We are all in various relationships. Every one last one of us. Many are healthy and life-giving. Some not so much. Every relationship will have at least some conflict because every relationship is made up of two people are imperfect. Some dysfunction is because of you. Some dysfunction is because of the other party. We can’t control the other party in the relationship, but we are responsible for our own actions. Here are sixteen things you can do to relate better to others.
- Be present.We live in an age of distraction. Multitasking and distractions cause us to give less than our best to others. Giving others our full attention is a blessing to the other person and the relationship.
- Schedule quality time.We live in an age of busyness. We are activity rich and relationship poor. Quality time doesn’t happen on accident. It happens on purpose. So schedule quality time.
- Clarify expectations.Unmet expectations cause disappointment and despair. Unclear expectations can never be met. Most of us can’t read minds, so set the relationship up for success by lovingly communicate your hopes to the other person.
- Actively listen. Nod. Smile. Show the other person you care about what they are saying.
- Don’t overtalk.Few things exist that are more annoying than the middle of your sentence interrupting the beginning of somebody else’s. Overtalking is a selfish behavior indicating that the interrupter’s words are more important than the interrupted’s words. Stop doing this.
- Listen to understand. Relational intimacy only happens when two people understand each other. Seek understanding.
- Be kind.There is never a wrong time to be kind.
- Take a time out.Conflict will happen. It doesn’t need to be resolved right away. Stop. Cool down. Reflect. Pray. Seek advice. Then resolve later in a better environment.
- Tone down your tone.Someone once said, “It’s not what you say, but how you say it.” They were correct.
- Encourage more than you criticize. Your words matter. They either build up or tear down. Use good words.

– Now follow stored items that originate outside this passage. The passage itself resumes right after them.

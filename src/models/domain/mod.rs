pub mod admin_user;
pub mod question;
pub mod survey;
pub mod survey_question;
pub use admin_user::AdminUser;
pub use question::Question;
pub use survey::Survey;
pub use survey_question::SurveyQuestion;
use serde::{Deserialize, Serialize};

/// An operator allowed into the admin surface. Rows are seeded out of band and
/// only ever read by the API.
#[derive(Clone, Debug, PartialEq, Eq, Deserialize, Serialize)]
pub struct AdminUser {
    pub id: String,
    #[serde(default, skip_serializing_if = "Option::is_none")]
    pub azure_id: Option<String>, // directory object id (`oid`) of the operator
    #[serde(default, skip_serializing_if = "Option::is_none")]
    pub email: Option<String>,
    pub is_admin: bool,
    pub active: bool,
}

impl AdminUser {
    pub fn can_administer(&self) -> bool {
        self.is_admin && self.active
    }
}
use std::sync::Arc;

use crate::{
    auth::{KeyResolver, TokenVerifier},
    config::Config,
    db::Database,
    errors::AppResult,
    repositories::{
        AdminUserRepository, MongoAdminUserRepository, MongoQuestionRepository,
        MongoSurveyRepository, QuestionRepository, SurveyRepository,
    },
    services::{AdminService, QuestionService, SurveyService},
};

#[derive(Clone)]
pub struct AppState {
    pub question_service: Arc<QuestionService>,
    pub survey_service: Arc<SurveyService>,
    pub admin_service: Arc<AdminService>,
    pub token_verifier: Arc<TokenVerifier>,
    pub db: Option<Database>,
    pub config: Arc<Config>,
}

impl AppState {
    pub async fn new(config: Config) -> AppResult<Self> {
        let db = Database::connect(&config).await?;

        let question_repository = Arc::new(MongoQuestionRepository::new(&db));
        question_repository.ensure_indexes().await?;

        let survey_repository = Arc::new(MongoSurveyRepository::new(&db));
        survey_repository.ensure_indexes().await?;

        let admin_repository = Arc::new(MongoAdminUserRepository::new(&db));
        admin_repository.ensure_indexes().await?;

        let token_verifier = TokenVerifier::from_config(&config)?;

        let mut state = Self::with_parts(
            config,
            question_repository,
            survey_repository,
            admin_repository,
            token_verifier,
        );
        state.db = Some(db);
        Ok(state)
    }

    /// State over arbitrary repositories and signing keys, without a database handle.
    pub fn from_repositories(
        config: Config,
        questions: Arc<dyn QuestionRepository>,
        surveys: Arc<dyn SurveyRepository>,
        admins: Arc<dyn AdminUserRepository>,
        keys: Arc<dyn KeyResolver>,
    ) -> Self {
        let token_verifier = TokenVerifier::new(&config, keys);
        Self::with_parts(config, questions, surveys, admins, token_verifier)
    }

    fn with_parts(
        config: Config,
        questions: Arc<dyn QuestionRepository>,
        surveys: Arc<dyn SurveyRepository>,
        admins: Arc<dyn AdminUserRepository>,
        token_verifier: TokenVerifier,
    ) -> Self {
        Self {
            question_service: Arc::new(QuestionService::new(questions.clone(), surveys.clone())),
            survey_service: Arc::new(SurveyService::new(surveys, questions)),
            admin_service: Arc::new(AdminService::new(admins)),
            token_verifier: Arc::new(token_verifier),
            db: None,
            config: Arc::new(config),
        }
    }
}
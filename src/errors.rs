use std::collections::BTreeMap;

use actix_web::{error::JsonPayloadError, http::StatusCode, HttpResponse, ResponseError};
use serde::Serialize;
use thiserror::Error;

/// Field name to the list of problems found with it.
pub type FieldErrors = BTreeMap<String, Vec<String>>;

#[derive(Debug, Clone, Error)]
pub enum AppError {
    #[error("Not found: {0}")]
    NotFound(String),

    #[error("Conflict: {0}")]
    Conflict(String),

    #[error("Validation error: {message}")]
    ValidationError { message: String, fields: FieldErrors },

    #[error("Database error: {0}")]
    DatabaseError(String),

    #[error("Unauthorized: {0}")]
    Unauthorized(String),

    #[error("Forbidden: {0}")]
    Forbidden(String),

    #[error("Internal server error: {0}")]
    InternalError(String),
}

impl AppError {
    pub fn invalid_field(field: &str, problem: impl Into<String>) -> Self {
        let mut fields = FieldErrors::new();
        fields.insert(field.to_string(), vec![problem.into()]);
        AppError::ValidationError {
            message: format!("invalid value for '{}'", field),
            fields,
        }
    }

    /// Message safe to return to the caller. Server-side failures are
    /// reported generically; their detail only goes to the log.
    fn public_message(&self) -> String {
        match self {
            AppError::NotFound(_) => "not found".to_string(),
            AppError::Conflict(msg) => msg.clone(),
            AppError::ValidationError { message, .. } => message.clone(),
            AppError::Unauthorized(msg) => msg.clone(),
            AppError::Forbidden(msg) => msg.clone(),
            AppError::DatabaseError(_) | AppError::InternalError(_) => {
                "internal server error".to_string()
            }
        }
    }
}

#[derive(Debug, Serialize)]
pub struct ErrorResponse {
    pub error: String,
    pub code: u16,
    #[serde(skip_serializing_if = "Option::is_none")]
    pub details: Option<FieldErrors>,
}

impl ResponseError for AppError {
    fn status_code(&self) -> StatusCode {
        match self {
            AppError::NotFound(_) => StatusCode::NOT_FOUND,
            AppError::Conflict(_) => StatusCode::CONFLICT,
            AppError::ValidationError { .. } => StatusCode::BAD_REQUEST,
            AppError::DatabaseError(_) => StatusCode::INTERNAL_SERVER_ERROR,
            AppError::Unauthorized(_) => StatusCode::UNAUTHORIZED,
            AppError::Forbidden(_) => StatusCode::FORBIDDEN,
            AppError::InternalError(_) => StatusCode::INTERNAL_SERVER_ERROR,
        }
    }

    fn error_response(&self) -> HttpResponse {
        if self.status_code().is_server_error() {
            log::error!("{}", self);
        }

        let details = match self {
            AppError::ValidationError { fields, .. } if !fields.is_empty() => Some(fields.clone()),
            _ => None,
        };

        HttpResponse::build(self.status_code()).json(ErrorResponse {
            error: self.public_message(),
            code: self.status_code().as_u16(),
            details,
        })
    }
}

impl From<mongodb::error::Error> for AppError {
    fn from(err: mongodb::error::Error) -> Self {
        AppError::DatabaseError(err.to_string())
    }
}
impl From<mongodb::bson::ser::Error> for AppError {
    fn from(err: mongodb::bson::ser::Error) -> Self {
        AppError::InternalError(format!("BSON serialization error: {}", err))
    }
}
impl From<validator::ValidationErrors> for AppError {
    fn from(err: validator::ValidationErrors) -> Self {
        let fields: FieldErrors = err
            .field_errors()
            .into_iter()
            .map(|(field, errors)| {
                let problems = errors
                    .iter()
                    .map(|e| {
                        e.message
                            .as_ref()
                            .map(|m| m.to_string())
                            .unwrap_or_else(|| e.code.to_string())
                    })
                    .collect();
                (field.to_string(), problems)
            })
            .collect();

        AppError::ValidationError {
            message: "request body failed validation".to_string(),
            fields,
        }
    }
}
impl From<JsonPayloadError> for AppError {
    fn from(err: JsonPayloadError) -> Self {
        let mut fields = FieldErrors::new();
        fields.insert("body".to_string(), vec![err.to_string()]);
        AppError::ValidationError {
            message: "malformed request body".to_string(),
            fields,
        }
    }
}

pub type AppResult<T> = Result<T, AppError>;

- Express gratitude.Taking the other person for granted is a guaranteed path to relationship destruction. Let the other party regularly know you are beyond grateful for them.
- Don’t expect perfection.Expecting perfection from the other party creates anxiety for them and disappointment for you.
- Be patient.Life doesn’t always happen on your schedule. Deal with it. For the sake of others and your sake too.
- Forgive quickly.Keeping score creates winners and losers. And a guaranteed loser is the relationship.
- Say “I’m sorry” more often.Pride destroys relationships. Humility builds them.
- Let small stuff go.Many relationships die because of battles that should never be fought. Let small stuff go.